Dans le silence qui précède le mouvement…

Dans le silence qui précède le mouvement, il existe un espace que les anciens nommaient « la source ». C’est là, dans cet intervalle presque invisible, que naissent les arts martiaux internes — non pas comme une technique, mais comme une écoute.

Le Bu Fa Gong émerge de cette écoute.

Ni tout à fait Qi Gong, ni tout à fait Tai Ji, il est le pont vivant entre souffle et geste,

entre l’invisible et la forme.

Il ne cherche pas à frapper, mais à révéler. Il ne contraint pas, il laisse advenir.

Dans sa pratique, le corps devient paysage, et chaque pas une calligraphie tracée dans l’air.

Le Qi Gong y est la racine : il cultive le souffle comme si on veille sur une flamme fragile.

Il enseigne que le Qi n’est pas une énergie à conquérir, mais une présence à reconnaître. Une rivière intérieure, parfois calme, parfois tumultueuse, mais toujours fidèle à sa nature profonde.

Le Tai Ji, lui, donne au souffle une direction : Il transforme l’invisible, en cercle, en danse lente où chaque extrémité répond au centre. Il révèle que le mouvement juste n’est jamais isolé : il naît d’une continuité, d’un dialogue entre le ciel et la terre à travers le corps humain.

Entre ces deux mondes, le Bu Fa Gong apparaît comme une voie du milieu — une marche consciente dans l’énergie.

Ici, le pas n’est jamais anodin.

Avancer devient une exploration. Reculer, une sagesse. Le poids qui se transfère d’une jambe à l’autre n’est pas seulement mécanique : il est alchimique. À chaque déplacement, quelque chose circule, se transforme, se clarifie.

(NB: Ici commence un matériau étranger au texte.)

//! Headless camera-panel binary
//!
//! Exercises the panel core without a GUI: starts the capture loop against
//! the configured device, logs every event the UI would render, and shuts
//! down cleanly on Ctrl-C. Numeric flags are parsed leniently — an invalid
//! value logs a warning and falls back to its default, it never aborts
//! startup.

use camera_panel_core::settings::{CameraSettings, DEFAULT_EXPOSURE_US, DEFAULT_FRAME_RATE};
use camera_panel_core::{CameraPanel, PanelConfig, PanelEvent};
use clap::Parser;
use tracing::{debug, error, info, warn};

#[derive(Parser, Debug)]
#[command(
    author,
    version,
    about = "Control panel for a V4L2 camera: preview, exposure/frame-rate, stills, recording"
)]
struct Args {
    /// V4L2 device index (/dev/video<N>)
    #[arg(short = 'v', long = "video-device", default_value = "0")]
    video_device: String,

    /// Initial exposure in microseconds
    #[arg(long, default_value = "800")]
    exposure: String,

    /// Initial frame rate in FPS
    #[arg(long, default_value = "60")]
    framerate: String,
}

/// Lenient numeric flag parsing: warn and fall back instead of aborting
fn parse_or_default(flag: &str, raw: &str, default: i64) -> i64 {
    match raw.parse() {
        Ok(value) => value,
        Err(_) => {
            warn!(flag, raw, default, "Invalid value, using default");
            default
        }
    }
}

#[tokio::main]
async fn main() {
    tracing_subscriber::fmt::init();

    let args = Args::parse();
    let device_index = parse_or_default("-v", &args.video_device, 0).max(0) as usize;
    let initial = CameraSettings::clamped(
        parse_or_default("--exposure", &args.exposure, DEFAULT_EXPOSURE_US as i64),
        parse_or_default("--framerate", &args.framerate, DEFAULT_FRAME_RATE as i64),
    );

    info!(
        device_index,
        exposure_us = initial.exposure_us,
        frame_rate = initial.frame_rate,
        "Starting camera panel"
    );

    let config = PanelConfig {
        device_index,
        initial,
        ..Default::default()
    };
    let (panel, mut events) = CameraPanel::launch(config);

    let ctrl_c = tokio::signal::ctrl_c();
    tokio::pin!(ctrl_c);

    let mut fatal = false;
    loop {
        tokio::select! {
            _ = &mut ctrl_c => {
                info!("Interrupted, shutting down");
                break;
            }
            event = events.recv() => match event {
                None => break,
                Some(PanelEvent::Preview(image)) => {
                    debug!(width = image.width, height = image.height, "Preview frame ready");
                }
                Some(PanelEvent::Throughput { fps, target }) => {
                    info!(fps = %format_args!("{:.2}", fps), target, "Live stream rate");
                }
                Some(PanelEvent::ControlFailed { control, value, error }) => {
                    warn!(%control, value, %error, "Control not applied");
                }
                Some(PanelEvent::CaptureStalled { error }) => {
                    warn!(%error, "Capture stalled, retrying");
                }
                Some(PanelEvent::RecordingStopped { reason }) => {
                    warn!(%reason, "Recording ended");
                }
                Some(PanelEvent::Fatal { error }) => {
                    error!(%error, "Fatal capture error");
                    fatal = true;
                    break;
                }
                Some(PanelEvent::Stopped) => break,
            },
        }
    }

    if let Err(e) = panel.shutdown() {
        error!(error = %e, "Cleanup failed");
    }
    if fatal {
        std::process::exit(1);
    }
}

Le pratiquant ne marche plus seulement dans l’espace — il traverse des états.


Dans cette pratique, il n’y a pas d’opposition, seulement des polarités en dialogue.
Le Yin ne combat pas le Yang, il l’écoute.
Le Yang ne domine pas le Yin, il le révèle.
Ensemble, ils tissent une trame subtile où le geste devient méditation en mouvement.

Le Bu Fa Gong enseigne que la véritable puissance ne réside pas dans la force visible,

mais dans l’alignement invisible.

Lorsque le corps, le souffle et l’intention s’unissent, un phénomène étrange apparaît : l’effort disparaît.

Le mouvement semble se faire de lui-même, comme si quelque chose de plus vaste guidait la main, le pas, le regard.

C’est là que le mystère commence.

Car au-delà de la technique, il y a une expérience. Celle d’un corps qui cesse d’être un objet pour redevenir un passage. Celle d’un esprit qui cesse de vouloir contrôler pour apprendre à suivre. Celle d’une énergie qui, enfin libre, circule sans entrave.

Pratiquer le Bu Fa Gong, c’est entrer dans un lent désapprentissage. Abandonner la dureté pour retrouver la fluidité. Laisser tomber la volonté brute pour découvrir une intention plus fine, presque imperceptible.

Et dans cet effacement progressif, quelque chose apparaît — une présence silencieuse, stable, lumineuse.

Certains l’appellent Qi.
D’autres, conscience.
D’autres encore, simplement… la vie.

Alors, le pas devient reliance.
Le souffle devient pont.
Et le mouvement, un art de l’invisible.